July 19

Let ${\displaystyle a_{n}={\frac {n^{2}}{n^{2}-1}}~.}$ Then ${\displaystyle {\frac {14+10{\sqrt {5}}}{19}}=[a_{2};a_{3},a_{4},a_{5},\ldots ]=a_{2}+{\cfrac {1}{a_{3}+{\cfrac {1}{a_{4}+{\cfrac {1}{a_{5}+\cdots }}}}}}}$

Why is this so, and are there any more examples of this kind ? — 79.113.219.182 (talk) 20:26, 19 July 2015 (UTC)[reply]

Not the complete answer but hopefully this will help. Let R be the value of the continued fraction. Then after some manipulation and cancellation you get

${\displaystyle {\frac {4}{3R}}={\cfrac {1}{1+{\cfrac {\frac {2}{3}}{1+{\cfrac {\frac {5}{6}}{1+{\cfrac {\frac {9}{10}}{1+{\cfrac {\frac {14}{15}}{1+{}\ddots }}}}}}}}}}={\cfrac {1}{1+{\cfrac {\frac {1\cdot 4}{2\cdot 3}}{1+{\cfrac {\frac {2\cdot 5}{3\cdot 4}}{1+{\cfrac {\frac {3\cdot 6}{4\cdot 5}}{1+{\cfrac {\frac {4\cdot 7}{5\cdot 6}}{1+{}\ddots }}}}}}}}}}}$

which turns out to be Gauss's continued fraction

${\displaystyle {\frac {{}_{2}F_{1}(a+1,b;c+1;z)}{{}_{2}F_{1}(a,b;c;z)}}={\cfrac {1}{1+{\cfrac {{\frac {(a-c)b}{c(c+1)}}z}{1+{\cfrac {{\frac {(b-c-1)(a+1)}{(c+1)(c+2)}}z}{1+{\cfrac {{\frac {(a-c-1)(b+1)}{(c+2)(c+3)}}z}{1+{\cfrac {{\frac {(b-c-2)(a+2)}{(c+3)(c+4)}}z}{1+{}\ddots }}}}}}}}}}}$

with a=3/2, b = 2, c = 2, z = -4. So if you can evaluate

${\displaystyle {\frac {{}_{2}F_{1}(5/2,2;3;-4)}{{}_{2}F_{1}(3/2,2;2;-4)}}}$

then you're done. There are dozens of identities and special values known for hypergeometric functions, but I'm not all that familiar with them so I'll leave it there. As for whether there are similar examples, Gauss's continued fraction gives a whole family of them, though the values you get don't usually come out to be quadratic surds and it's rare that you can manipulate the c.f. into such a simple form. --RDBury (talk) 11:00, 20 July 2015 (UTC)[reply]

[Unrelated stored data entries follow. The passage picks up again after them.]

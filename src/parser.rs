use crate::grid::Row;
use crate::schedule::classify;
use crate::schedule::types::{AvailabilityState, Day, PlayerRecord};

/// Column holding the day name on the first row of each day
const DAY_COLUMN: usize = 0;
/// Column holding the player name
const PLAYER_COLUMN: usize = 1;
/// First time-slot column
const FIRST_SLOT_COLUMN: usize = 2;

/// Header labels that may repeat in the day column ("day:", "who:")
const DAY_HEADER_MARKERS: [&str; 2] = ["dzień:", "kto:"];
/// Header labels that may repeat in the player column
const PLAYER_HEADER_MARKERS: [&str; 2] = ["kto", "kto:"];

/// The logical structure recovered from a grid
#[derive(Debug, Clone, Default, PartialEq)]
pub struct ParsedGrid {
    pub slots: Vec<String>,
    pub days: Vec<Day>,
}

fn is_marker(text: &str, markers: &[&str]) -> bool {
    let lower = text.to_lowercase();
    markers.contains(&lower.as_str())
}

/// Day name if this row opens a new day section
fn day_marker(row: &Row) -> Option<&str> {
    let text = row.text_at(DAY_COLUMN);
    if text.is_empty() || is_marker(text, &DAY_HEADER_MARKERS) {
        None
    } else {
        Some(text)
    }
}

/// Player name if this row carries a player's availability
fn player_name(row: &Row) -> Option<&str> {
    let text = row.text_at(PLAYER_COLUMN);
    if text.is_empty() || is_marker(text, &PLAYER_HEADER_MARKERS) {
        None
    } else {
        Some(text)
    }
}

/// Classifies every slot column of a player row; missing columns are unknown
fn player_record(name: &str, row: &Row, slot_count: usize) -> PlayerRecord {
    let states = (0..slot_count)
        .map(|index| {
            row.values
                .get(index + FIRST_SLOT_COLUMN)
                .map(|cell| classify(&cell.background()))
                .unwrap_or(AvailabilityState::Unknown)
        })
        .collect();

    PlayerRecord {
        name: name.to_string(),
        states,
    }
}

/// Accumulator of the row scan: finished days plus the day being filled
#[derive(Debug, Default)]
struct DayFold {
    days: Vec<Day>,
    current: Option<Day>,
}

impl DayFold {
    /// Closes the open day, keeping it only if anybody was listed under it
    fn flush(&mut self) {
        if let Some(day) = self.current.take() {
            if day.players.is_empty() {
                tracing::debug!(day = %day.name, "dropping day without players");
            } else {
                tracing::debug!(day = %day.name, players = day.players.len(), "day complete");
                self.days.push(day);
            }
        }
    }

    fn step(mut self, row: &Row, slot_count: usize) -> Self {
        // A day row also carries the first player of that day, so no early return here
        if let Some(name) = day_marker(row) {
            self.flush();
            self.current = Some(Day::new(name));
        }

        if let Some(name) = player_name(row) {
            let record = player_record(name, row, slot_count);
            match self.current.as_mut() {
                Some(day) => day.players.push(record),
                None => tracing::debug!(player = name, "player row before any day marker, skipping"),
            }
        }

        self
    }

    fn finish(mut self) -> Vec<Day> {
        self.flush();
        self.days
    }
}

/// Parses raw grid rows into time slots and days.
///
/// Row 0 is the header with slot labels from column C onward. Every later row
/// may open a new day (column A) and may list a player (column B) whose slot
/// cells are classified by background color.
pub fn parse_grid(rows: &[Row]) -> ParsedGrid {
    if rows.len() < 2 {
        return ParsedGrid::default();
    }

    let slots: Vec<String> = rows[0]
        .values
        .iter()
        .skip(FIRST_SLOT_COLUMN)
        .map(|cell| cell.text().to_string())
        .collect();

    let days = rows[1..]
        .iter()
        .fold(DayFold::default(), |fold, row| fold.step(row, slots.len()))
        .finish();

    ParsedGrid { slots, days }
}
//! Local HTTP endpoint for exercising the Sheets and webhook clients.

use std::collections::VecDeque;
use std::sync::{Arc, Mutex};
use actix_web::{dev::ServerHandle, http::StatusCode, web, App, HttpRequest, HttpResponse, HttpServer};

/// One request as the server saw it
#[derive(Debug, Clone)]
pub struct Received {
    pub path: String,
    pub query: String,
    pub authorization: Option<String>,
    pub body: String,
}

struct ServerState {
    replies: Mutex<VecDeque<(u16, String)>>,
    received: Arc<Mutex<Vec<Received>>>,
}

pub struct TestServer {
    pub base_url: String,
    received: Arc<Mutex<Vec<Received>>>,
    handle: ServerHandle,
}

impl TestServer {
    /// Serves the given (status, body) replies in order, then 200 with an empty body
    pub fn start(replies: Vec<(u16, String)>) -> Self {
        let received = Arc::new(Mutex::new(Vec::new()));
        let state = web::Data::new(ServerState {
            replies: Mutex::new(replies.into()),
            received: received.clone(),
        });

        let server = HttpServer::new(move || {
            App::new()
                .app_data(state.clone())
                .default_service(web::to(record))
        })
        .workers(1)
        .bind(("127.0.0.1", 0))
        .unwrap();
        let addr = server.addrs()[0];
        let server = server.run();
        let handle = server.handle();
        actix_web::rt::spawn(server);

        TestServer {
            base_url: format!("http://{}", addr),
            received,
            handle,
        }
    }

    pub fn received(&self) -> Vec<Received> {
        self.received.lock().unwrap().clone()
    }

    pub async fn stop(self) {
        self.handle.stop(false).await;
    }
}

async fn record(req: HttpRequest, body: web::Bytes, state: web::Data<ServerState>) -> HttpResponse {
    state.received.lock().unwrap().push(Received {
        path: req.path().to_string(),
        query: req.query_string().to_string(),
        authorization: req
            .headers()
            .get("authorization")
            .and_then(|v| v.to_str().ok())
            .map(str::to_string),
        body: String::from_utf8_lossy(&body).into_owned(),
    });

    let (status, reply) = state
        .replies
        .lock()
        .unwrap()
        .pop_front()
        .unwrap_or((200, String::new()));
    HttpResponse::build(StatusCode::from_u16(status).unwrap())
        .content_type("application/json")
        .body(reply)
}
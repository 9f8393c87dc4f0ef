mod config;
mod display;
mod error;
mod export;
mod grid;
mod logging;
mod parser;
mod schedule;
mod sink;
mod source;
#[cfg(test)]
mod test_server;
mod web;

use std::path::{Path, PathBuf};
use chrono::Utc;

use config::Config;
use display::compose_message;
use error::AppError;
use export::export_tallies_to_csv;
use schedule::build_report;
use sink::{sink_for, MessageSink, StdoutSink};
use source::{source_for, FileSource, GridSource};

const USAGE: &str = "usage: availability-digest [web [port] | export <grid.json> <out.csv> | preview <grid.json>]";

#[derive(Debug, PartialEq)]
enum Command {
    Digest,
    Web { port: u16 },
    Export { grid: PathBuf, out: PathBuf },
    Preview { grid: PathBuf },
}

/// Reads the subcommand from the arguments after the program name
fn parse_command(args: &[String]) -> Result<Command, AppError> {
    let usage = || AppError::Usage(USAGE.to_string());
    let args: Vec<&str> = args.iter().map(String::as_str).collect();
    match args.as_slice() {
        [] => Ok(Command::Digest),
        ["web"] => Ok(Command::Web { port: 8080 }),
        ["web", port] => port
            .parse()
            .map(|port| Command::Web { port })
            .map_err(|_| usage()),
        ["export", grid, out] => Ok(Command::Export {
            grid: PathBuf::from(grid),
            out: PathBuf::from(out),
        }),
        ["preview", grid] => Ok(Command::Preview {
            grid: PathBuf::from(grid),
        }),
        _ => Err(usage()),
    }
}

#[tokio::main]
async fn main() -> Result<(), AppError> {
    // before logging so RUST_LOG may come from the file
    let env_file = config::load_env_file(Path::new(config::DOTENV_FILE));
    logging::init();

    let args: Vec<String> = std::env::args().skip(1).collect();
    let result = match env_file {
        Ok(loaded) => {
            tracing::debug!(loaded, file = config::DOTENV_FILE, "env file checked");
            match parse_command(&args) {
                Ok(command) => run(command).await,
                Err(e) => Err(e),
            }
        }
        Err(e) => Err(e),
    };

    if let Err(ref e) = result {
        tracing::error!(error = %e, "run failed");
    }
    result
}

async fn run(command: Command) -> Result<(), AppError> {
    match command {
        Command::Digest => run_digest().await,
        Command::Web { port } => {
            let config = Config::from_env()?;
            println!("Access the API at http://localhost:{}/api/digest", port);
            web::start_server(port, config.admin_password).await.map_err(AppError::from)
        }
        Command::Export { grid, out } => export_grid(&grid, &out).await,
        Command::Preview { grid } => preview_grid(&grid).await,
    }
}

/// Fetches the configured grid, builds the digest and delivers it
async fn run_digest() -> Result<(), AppError> {
    let config = Config::from_env()?;
    let source = source_for(config.grid_location()?);
    let rows = source.fetch_rows().await?;

    let report = build_report(&rows);
    let Some(digest) = report.digest() else {
        tracing::info!("no qualifying slots this week, nothing to send");
        return Ok(());
    };

    let message = compose_message(&digest, Utc::now());
    sink_for(&config).deliver(&message).await?;
    tracing::info!(days = report.days.len(), "digest delivered");
    Ok(())
}

/// Prints the digest of a saved grid without delivering it
async fn preview_grid(grid_path: &Path) -> Result<(), AppError> {
    let rows = FileSource::new(grid_path).fetch_rows().await?;
    match build_report(&rows).digest() {
        Some(digest) => StdoutSink.deliver(&compose_message(&digest, Utc::now())).await,
        None => {
            println!("Nothing to report.");
            Ok(())
        }
    }
}

async fn export_grid(grid_path: &Path, csv_path: &Path) -> Result<(), AppError> {
    let rows = FileSource::new(grid_path).fetch_rows().await?;
    let report = build_report(&rows);
    export_tallies_to_csv(&report, csv_path)?;
    println!("Tallies saved to {}", csv_path.display());
    Ok(())
}
use serde::Deserialize;

use crate::error::AppError;

fn full_channel() -> f64 {
    1.0
}

/// Background color of a cell. The spreadsheet service omits channels,
/// and an omitted channel reads as full intensity (white when all are missing).
#[derive(Debug, Clone, Copy, PartialEq, Deserialize)]
pub struct Color {
    #[serde(default = "full_channel")]
    pub red: f64,
    #[serde(default = "full_channel")]
    pub green: f64,
    #[serde(default = "full_channel")]
    pub blue: f64,
}

impl Color {
    pub const WHITE: Color = Color::new(1.0, 1.0, 1.0);

    pub const fn new(red: f64, green: f64, blue: f64) -> Self {
        Color { red, green, blue }
    }

    /// Euclidean distance in RGB space
    pub fn distance(&self, other: &Color) -> f64 {
        ((self.red - other.red).powi(2)
            + (self.green - other.green).powi(2)
            + (self.blue - other.blue).powi(2))
        .sqrt()
    }
}

impl Default for Color {
    fn default() -> Self {
        Color::WHITE
    }
}

#[derive(Debug, Clone, Default, Deserialize)]
#[serde(rename_all = "camelCase")]
pub struct CellFormat {
    #[serde(default)]
    pub background_color: Option<Color>,
}

/// One grid cell: display text plus the user-entered background color
#[derive(Debug, Clone, Default, Deserialize)]
#[serde(rename_all = "camelCase")]
pub struct Cell {
    #[serde(default)]
    pub formatted_value: Option<String>,
    #[serde(default)]
    pub user_entered_format: Option<CellFormat>,
}

impl Cell {
    #[cfg(test)]
    pub fn new(text: &str, background: Option<Color>) -> Self {
        Cell {
            formatted_value: Some(text.to_string()),
            user_entered_format: background.map(|color| CellFormat {
                background_color: Some(color),
            }),
        }
    }

    /// Trimmed display text, empty when the cell has no value
    pub fn text(&self) -> &str {
        self.formatted_value.as_deref().unwrap_or("").trim()
    }

    pub fn background(&self) -> Color {
        self.user_entered_format
            .as_ref()
            .and_then(|format| format.background_color)
            .unwrap_or_default()
    }
}

#[derive(Debug, Clone, Default, Deserialize)]
pub struct Row {
    #[serde(default)]
    pub values: Vec<Cell>,
}

impl Row {
    #[cfg(test)]
    pub fn new(values: Vec<Cell>) -> Self {
        Row { values }
    }

    /// Text of the cell at `index`, empty when the row is shorter
    pub fn text_at(&self, index: usize) -> &str {
        self.values.get(index).map(Cell::text).unwrap_or("")
    }
}

#[derive(Debug, Deserialize)]
struct Spreadsheet {
    #[serde(default)]
    sheets: Vec<Sheet>,
}

#[derive(Debug, Deserialize)]
struct Sheet {
    #[serde(default)]
    data: Vec<GridData>,
}

#[derive(Debug, Deserialize)]
#[serde(rename_all = "camelCase")]
struct GridData {
    #[serde(default)]
    row_data: Vec<Row>,
}

/// Decodes a `spreadsheets.get?includeGridData=true` response and returns
/// the rows of the first requested range.
pub fn rows_from_json(bytes: &[u8]) -> Result<Vec<Row>, AppError> {
    let spreadsheet: Spreadsheet = serde_json::from_slice(bytes)?;
    let grid = spreadsheet
        .sheets
        .into_iter()
        .next()
        .and_then(|sheet| sheet.data.into_iter().next())
        .ok_or(AppError::EmptySpreadsheet)?;
    Ok(grid.row_data)
}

Not exactly an answer for your question, but for reference, this can be evaluated with the following

Mathematica

command:

4/3 + ContinuedFractionK[n^2/(n^2 - 1), {n, 3, \[Infinity]}]

Trying some similar sequences such as ${\displaystyle {\frac {n^{2}}{n^{2}-2}}}$, ${\displaystyle {\frac {n^{2}+1}{n^{2}-1}}}$ or ${\displaystyle {\frac {n^{3}}{n^{3}-1}}}$ results in something Mathematica cannot evaluate, and likely, that does not have a simple closed form. -- Meni Rosenfeld (talk) 17:36, 20 July 2015 (UTC)[reply]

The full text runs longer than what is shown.